Objective To observe the effect of melatonin (MT) on retinal apoptosis in rats with ischemia-reperfusion injury (RIRI). Methods A total of 54 male healthy Sprague-Dawley adult rats were randomly divided into the normal control (CON) group (6 rats), RIRI group (24 rats) and MT group (24 rats). The rats of RIRI and MT group were induced using suture-occluded methods to establish RIRI model. The rats of MT group were injected with MT in the left carotid artery 30 minutes after RIRI, and RIRI group was injected with the same amount of saline. On 6, 24 hours and 3, 7 days after RIRI, the morphological changes of retina were evaluated by hematoxylin and eosin (HE) staining; the effects of MT on retinal cell apoptosis and Nrf2, HO-1 proteins were examined by immunohistochemistry staining. The correlation between active Caspase-3 and Nrf2 protein, active Caspase-3 and HO-1 protein in MT group were analyzed by linear regression analysis. Results HE staining results showed that the morphology of retinal cells was regular and retinal cells were well arranged in the CON and MT group.

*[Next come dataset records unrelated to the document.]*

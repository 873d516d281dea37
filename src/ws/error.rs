#![expect(
    clippy::module_name_repetitions,
    reason = "Error types include the module name to indicate their scope"
)]

use std::error::Error as StdError;
use std::fmt;
use std::time::Duration;

use crate::error::{Error, Kind};

/// Failures on the socket or in the frames it carries.
#[non_exhaustive]
#[derive(Debug)]
pub enum WsError {
    /// The WebSocket handshake with the meter reader failed
    #[cfg(feature = "tungstenite")]
    Handshake(tokio_tungstenite::tungstenite::Error),
    /// The handshake did not complete in time
    HandshakeTimeout(Duration),
    /// An inbound frame is not valid JSON
    MalformedFrame(serde_json::Error),
    /// An inbound frame is valid JSON but not an update record
    UnexpectedFrame(String),
    /// A frame was handed to a transport without an open socket
    NotOpen,
    /// The socket went away while a frame was being handed to it
    SocketGone,
}

impl fmt::Display for WsError {
    fn fmt(&self, f: &mut fmt::Formatter<'_>) -> fmt::Result {
        match self {
            #[cfg(feature = "tungstenite")]
            Self::Handshake(e) => write!(f, "handshake failed: {e}"),
            Self::HandshakeTimeout(after) => write!(f, "handshake timed out after {after:?}"),
            Self::MalformedFrame(e) => write!(f, "malformed frame: {e}"),
            Self::UnexpectedFrame(what) => write!(f, "unexpected frame: {what}"),
            Self::NotOpen => f.write_str("no open socket"),
            Self::SocketGone => f.write_str("socket closed while sending"),
        }
    }
}

impl StdError for WsError {
    fn source(&self) -> Option<&(dyn StdError + 'static)> {
        match self {
            #[cfg(feature = "tungstenite")]
            Self::Handshake(e) => Some(e),
            Self::MalformedFrame(e) => Some(e),
            _ => None,
        }
    }
}

impl From<WsError> for Error {
    fn from(e: WsError) -> Self {
        Error::with_source(Kind::Connection, e)
    }
}
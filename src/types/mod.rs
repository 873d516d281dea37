//! Wire types exchanged with the energy meter reader.
//!
//! - [`request`]: frames the client sends (the connection config snapshot)
//! - [`response`]: update classes and the payloads the device streams back

pub mod request;
pub mod response;

pub use request::{ConfigSync, ConnectionConfig};
pub use response::{DataPoint, Status, UpdateClass};
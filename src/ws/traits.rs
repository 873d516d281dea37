//! Transport seam between the connection manager and a concrete socket implementation.

use tokio::sync::mpsc;

/// Identifier of a single socket instance, assigned by the manager on every open.
pub type ConnectionId = u64;

/// Event reported by a transport for one socket instance.
#[non_exhaustive]
#[derive(Debug, Clone, PartialEq, Eq)]
pub enum TransportEvent {
    /// The socket finished its handshake and can carry frames
    Opened,
    /// A text frame arrived
    Message(String),
    /// The socket is gone, cleanly or not, including failed open attempts
    Closed,
}

/// Handle a transport uses to report events for one socket back to the manager.
///
/// Every sink is bound to the [`ConnectionId`] of the open call that produced it, so
/// events from a socket the manager has already abandoned are recognised and dropped.
#[derive(Debug, Clone)]
pub struct EventSink {
    id: ConnectionId,
    tx: mpsc::UnboundedSender<(ConnectionId, TransportEvent)>,
}

impl EventSink {
    pub(crate) fn new(
        id: ConnectionId,
        tx: mpsc::UnboundedSender<(ConnectionId, TransportEvent)>,
    ) -> Self {
        Self { id, tx }
    }

    /// The socket instance this sink reports for.
    #[must_use]
    pub fn id(&self) -> ConnectionId {
        self.id
    }

    pub fn opened(&self) {
        self.emit(TransportEvent::Opened);
    }

    pub fn message<S: Into<String>>(&self, text: S) {
        self.emit(TransportEvent::Message(text.into()));
    }

    pub fn closed(&self) {
        self.emit(TransportEvent::Closed);
    }

    /// Report an event. Silently ignored once the manager has shut down.
    pub fn emit(&self, event: TransportEvent) {
        _ = self.tx.send((self.id, event));
    }

    /// Whether the manager still listens to this sink.
    #[must_use]
    pub fn is_closed(&self) -> bool {
        self.tx.is_closed()
    }
}

/// A socket implementation for one runtime.
///
/// The connection manager owns exactly one transport and drives it from a single task,
/// so implementations never see concurrent calls. None of the methods may block: an
/// open only *begins* connecting and reports its outcome through the [`EventSink`].
///
/// # Contract
///
/// - [`open`](Transport::open) must eventually report [`TransportEvent::Opened`] followed
///   by any number of messages and a [`TransportEvent::Closed`], or just `Closed` when
///   the attempt fails.
/// - [`close`](Transport::close) drops the current socket. A `Closed` event for it may
///   still be reported afterwards; the manager ignores it.
/// - [`send`](Transport::send) writes one text frame and fails with
///   [`WsError::NotOpen`](crate::ws::WsError::NotOpen) when no socket is open.
/// - [`is_open`](Transport::is_open) and [`is_closed`](Transport::is_closed) are
///   point-in-time answers; `is_closed` is `false` while an open attempt is in flight.
pub trait Transport: Send + 'static {
    /// Begin connecting to `address`, reporting through `events`.
    fn open(&mut self, address: &str, events: EventSink);

    /// Force-close the current socket, if any.
    fn close(&mut self);

    /// Write a text frame on the current socket.
    fn send(&mut self, text: String) -> crate::Result<()>;

    /// Whether a socket is currently open.
    fn is_open(&self) -> bool;

    /// Whether there is neither an open socket nor an open attempt in flight.
    fn is_closed(&self) -> bool;
}

impl<T: Transport + ?Sized> Transport for Box<T> {
    fn open(&mut self, address: &str, events: EventSink) {
        (**self).open(address, events);
    }

    fn close(&mut self) {
        (**self).close();
    }

    fn send(&mut self, text: String) -> crate::Result<()> {
        (**self).send(text)
    }

    fn is_open(&self) -> bool {
        (**self).is_open()
    }

    fn is_closed(&self) -> bool {
        (**self).is_closed()
    }
}
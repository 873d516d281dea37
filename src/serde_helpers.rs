//! Payload decoding for typed update handlers.
//!
//! When the `tracing` feature is enabled, fields the target type does not capture are
//! logged as warnings (the firmware tends to grow new status fields), and decode
//! failures report the JSON path that failed.

use serde::de::DeserializeOwned;
use serde_json::Value;

/// Decode an update payload, warning about unknown fields.
///
/// Unknown fields never fail decoding; missing or mistyped fields do.
#[cfg(feature = "tracing")]
pub fn deserialize_with_warnings<T: DeserializeOwned>(value: &Value) -> crate::Result<T> {
    use std::any::type_name;

    let mut unknown_paths: Vec<String> = Vec::new();

    let result: T = serde_ignored::deserialize(value, |path| {
        unknown_paths.push(path.to_string());
    })
    .inspect_err(|_| {
        let path_result: Result<T, _> = serde_path_to_error::deserialize(value);
        if let Err(path_err) = path_result {
            let path = path_err.path().to_string();
            tracing::warn!(
                type_name = %type_name::<T>(),
                path = %path,
                value = %format_value(lookup_value(value, &path)),
                error = %path_err.inner(),
                "payload decoding failed"
            );
        }
    })?;

    for path in unknown_paths {
        tracing::warn!(
            type_name = %type_name::<T>(),
            field = %path,
            value = %format_value(lookup_value(value, &path)),
            "unknown field in update payload"
        );
    }

    Ok(result)
}

/// Pass-through decoding when tracing is disabled.
#[cfg(not(feature = "tracing"))]
pub fn deserialize_with_warnings<T: DeserializeOwned>(value: &Value) -> crate::Result<T> {
    Ok(serde::Deserialize::deserialize(value)?)
}

/// Resolve a `serde_ignored` / `serde_path_to_error` path (`a.b`, `a[0].b`, `a.?.b`).
#[cfg(any(feature = "tracing", test))]
fn lookup_value<'value>(value: &'value Value, path: &str) -> Option<&'value Value> {
    path.split(['.', '[', ']'])
        .filter(|segment| !segment.is_empty() && *segment != "?")
        .try_fold(value, |current, segment| match current {
            Value::Object(map) => map.get(segment),
            Value::Array(items) => items.get(segment.parse::<usize>().ok()?),
            _ => None,
        })
}

#[cfg(any(feature = "tracing", test))]
fn format_value(value: Option<&Value>) -> String {
    value.map_or_else(|| "<unable to retrieve>".to_owned(), Value::to_string)
}
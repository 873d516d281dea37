#![allow(
    clippy::unwrap_used,
    clippy::missing_panics_doc,
    reason = "Do not need additional syntax for setting up tests, and https://github.com/rust-lang/rust-clippy/issues/13981"
)]
#![allow(
    unused,
    reason = "Deeply nested uses in sub-modules are falsely flagged as being unused"
)]

use std::sync::{Arc, Mutex, MutexGuard};
use std::time::Duration;

use emr_websocket_client::Result;
use emr_websocket_client::ws::{ConnectionId, EventSink, Transport, WsError};
use serde_json::Value;

pub const ADDRESS: &str = "ws://meter.local:81";

pub const CONFIG_FRAME_KEY: &str = "connection";

/// Socket phase as seen by the mock.
#[derive(Debug, Clone, Copy, PartialEq, Eq)]
pub enum Phase {
    Idle,
    Connecting,
    Open,
}

#[derive(Debug)]
struct Inner {
    phase: Phase,
    current: Option<EventSink>,
    sinks: Vec<EventSink>,
    sent: Vec<String>,
    send_calls: usize,
    closes: usize,
    /// Complete handshakes as soon as they start
    auto_accept: bool,
}

/// Scriptable in-memory [`Transport`].
///
/// Clones share state: hand one to the manager and drive the socket from the test
/// through the other. Opening a socket while one is still live panics.
#[derive(Debug, Clone)]
pub struct MockTransport {
    inner: Arc<Mutex<Inner>>,
}

impl Default for MockTransport {
    fn default() -> Self {
        Self {
            inner: Arc::new(Mutex::new(Inner {
                phase: Phase::Idle,
                current: None,
                sinks: Vec::new(),
                sent: Vec::new(),
                send_calls: 0,
                closes: 0,
                auto_accept: false,
            })),
        }
    }
}

impl MockTransport {
    /// Transport whose handshakes succeed immediately.
    #[must_use]
    pub fn accepting() -> Self {
        let transport = Self::default();
        transport.lock().auto_accept = true;
        transport
    }

    fn lock(&self) -> MutexGuard<'_, Inner> {
        self.inner.lock().unwrap()
    }

    pub fn set_auto_accept(&self, auto_accept: bool) {
        self.lock().auto_accept = auto_accept;
    }

    #[must_use]
    pub fn phase(&self) -> Phase {
        self.lock().phase
    }

    /// Number of open attempts so far.
    #[must_use]
    pub fn opens(&self) -> usize {
        self.lock().sinks.len()
    }

    /// Number of forced closes requested by the manager.
    #[must_use]
    pub fn closes(&self) -> usize {
        self.lock().closes
    }

    /// Connection id assigned to the `n`th open attempt.
    #[must_use]
    pub fn connection_id(&self, n: usize) -> ConnectionId {
        self.lock().sinks[n].id()
    }

    /// Sink of the `n`th open attempt, live or not.
    #[must_use]
    pub fn sink(&self, n: usize) -> EventSink {
        self.lock().sinks[n].clone()
    }

    /// Complete the pending handshake.
    pub fn accept(&self) {
        let mut inner = self.lock();
        assert_eq!(inner.phase, Phase::Connecting, "no handshake in flight");
        inner.phase = Phase::Open;
        inner.current.as_ref().unwrap().opened();
    }

    /// Fail the pending handshake.
    pub fn reject(&self) {
        let mut inner = self.lock();
        assert_eq!(inner.phase, Phase::Connecting, "no handshake in flight");
        inner.phase = Phase::Idle;
        inner.current.take().unwrap().closed();
    }

    /// Peer closes the socket.
    pub fn drop_connection(&self) {
        let mut inner = self.lock();
        assert_eq!(inner.phase, Phase::Open, "no open socket to drop");
        inner.phase = Phase::Idle;
        inner.current.take().unwrap().closed();
    }

    /// Peer sends a text frame.
    pub fn deliver(&self, text: &str) {
        let inner = self.lock();
        assert_eq!(inner.phase, Phase::Open, "no open socket to deliver on");
        inner.current.as_ref().unwrap().message(text);
    }

    /// Every frame written so far.
    #[must_use]
    pub fn sent(&self) -> Vec<String> {
        self.lock().sent.clone()
    }

    /// Number of times the manager asked to write a frame, including refused writes.
    #[must_use]
    pub fn send_calls(&self) -> usize {
        self.lock().send_calls
    }

    /// Drain the frames written so far.
    pub fn take_sent(&self) -> Vec<String> {
        std::mem::take(&mut self.lock().sent)
    }

    /// Config sync frames written so far, decoded.
    #[must_use]
    pub fn config_frames(&self) -> Vec<Value> {
        self.sent()
            .iter()
            .filter_map(|text| serde_json::from_str::<Value>(text).ok())
            .filter(|value| value.get(CONFIG_FRAME_KEY).is_some())
            .collect()
    }

    /// Liveness probes written so far.
    #[must_use]
    pub fn probes(&self) -> usize {
        self.sent().iter().filter(|text| *text == "ping").count()
    }
}

impl Transport for MockTransport {
    fn open(&mut self, _address: &str, events: EventSink) {
        let mut inner = self.lock();
        assert_eq!(
            inner.phase,
            Phase::Idle,
            "opened a socket while another one is live"
        );

        inner.sinks.push(events.clone());
        if inner.auto_accept {
            inner.phase = Phase::Open;
            events.opened();
        } else {
            inner.phase = Phase::Connecting;
        }
        inner.current = Some(events);
    }

    fn close(&mut self) {
        let mut inner = self.lock();
        inner.closes += 1;
        inner.phase = Phase::Idle;
        inner.current = None;
    }

    fn send(&mut self, text: String) -> Result<()> {
        let mut inner = self.lock();
        inner.send_calls += 1;
        if inner.phase != Phase::Open {
            return Err(WsError::NotOpen.into());
        }
        inner.sent.push(text);
        Ok(())
    }

    fn is_open(&self) -> bool {
        self.lock().phase == Phase::Open
    }

    fn is_closed(&self) -> bool {
        self.lock().phase == Phase::Idle
    }
}

/// Let the connection task drain everything already queued for it.
pub async fn settle() {
    for _ in 0..32 {
        tokio::task::yield_now().await;
    }
}

/// Let `duration` of paused time pass, waking every timer due on the way in order.
pub async fn advance(duration: Duration) {
    tokio::time::sleep(duration).await;
    settle().await;
}

/// Example payloads as streamed by the meter reader firmware.
pub mod payloads {
    use serde_json::{Value, json};

    #[must_use]
    pub fn status() -> Value {
        json!({
            "freeHeap": 151_228,
            "heap": 327_680,
            "freeFSSize": 1_261_568,
            "fsSize": 1_507_328,
            "uptime": 86_400,
            "wifiSSID": "meter-net",
            "wifiStatus": 3,
            "wifiIP": "192.168.1.40",
            "ethStatus": 0,
            "ethIP": "0.0.0.0",
            "otaInProgress": false,
            "otaProgress": 0,
            "validProductKey": true
        })
    }

    #[must_use]
    pub fn reading() -> Value {
        json!({
            "timestamp": "241019120000S",
            "powerDelivered": 0.412,
            "powerReturned": 0.0,
            "energyDeliveredTariff1": 4_211.337,
            "energyDeliveredTariff2": 3_980.121
        })
    }
}
#![cfg_attr(doc, doc = include_str!("../README.md"))]

pub mod error;
pub(crate) mod serde_helpers;
pub mod types;
pub mod ws;

use crate::error::Error;

pub type Result<T> = std::result::Result<T, Error>;

pub use ws::{Config, ConnectionManager, ConnectionState};
#[cfg(feature = "tungstenite")]
pub use ws::TungsteniteTransport;
use bon::Builder;
use serde::{Deserialize, Serialize};

/// Local copy of the server-side streaming configuration for this connection.
///
/// The device keeps no state across reconnects, so the whole snapshot is re-sent on
/// every open and every change.
#[non_exhaustive]
#[derive(Debug, Clone, Copy, Default, PartialEq, Eq, Serialize, Deserialize, Builder)]
#[serde(rename_all = "camelCase")]
pub struct ConnectionConfig {
    /// Stream device status snapshots
    #[builder(default)]
    pub status_update: bool,
    /// Stream meter readings
    #[builder(default)]
    pub data_update: bool,
    /// Stream device log lines
    #[builder(default)]
    pub log: bool,
}

/// Outbound config resync frame: `{"connection": {...}}`.
#[non_exhaustive]
#[derive(Debug, Clone, Copy, PartialEq, Eq, Serialize, Deserialize)]
pub struct ConfigSync {
    pub connection: ConnectionConfig,
}

impl From<ConnectionConfig> for ConfigSync {
    fn from(connection: ConnectionConfig) -> Self {
        Self { connection }
    }
}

In the RIRI group, both the thickness of inner retinal layer and the number of retinal ganglion cells (RGC) were decreased. On 6, 24 hours and 3, 7 days after RIRI, the thickness of inner retinal layer (F=16.710, 62.303, 68.389, 57.132; P<0.01) and RGC number (F=24.250, 11.624, 14.155, 32.442; P<0.05) in MT group were more than those in RIRI group. Immunohistochemistry staining results showed that less active Caspase-3+ cells were observed in MT group as compared with those in RIRI group at each time points (F=49.118, 134.173, 76.225, 18.385; P<0.01). There were more Nrf2+ (F=11.041, 31.480, 59.246, 6.740; P<0.05) and HO-1+ cells (F=128.993, 21.606, 51.349, 8.244; P<0.05) in MT group as compared with those in RIRI group at each time points. Linear regression analysis results showed that the difference of active Caspase-3+ cells were all linearly correlated with the Nrf2+ cells and HO-1+cells in the MT group (r2=0.810, 0.730; P<0.01). Conclusion MT could reduce retinal cell apoptosis in RIRI rats, and its mechanism may be associated with increased Nrf2 and HO-1 expression, reduced active Caspase-3 expression.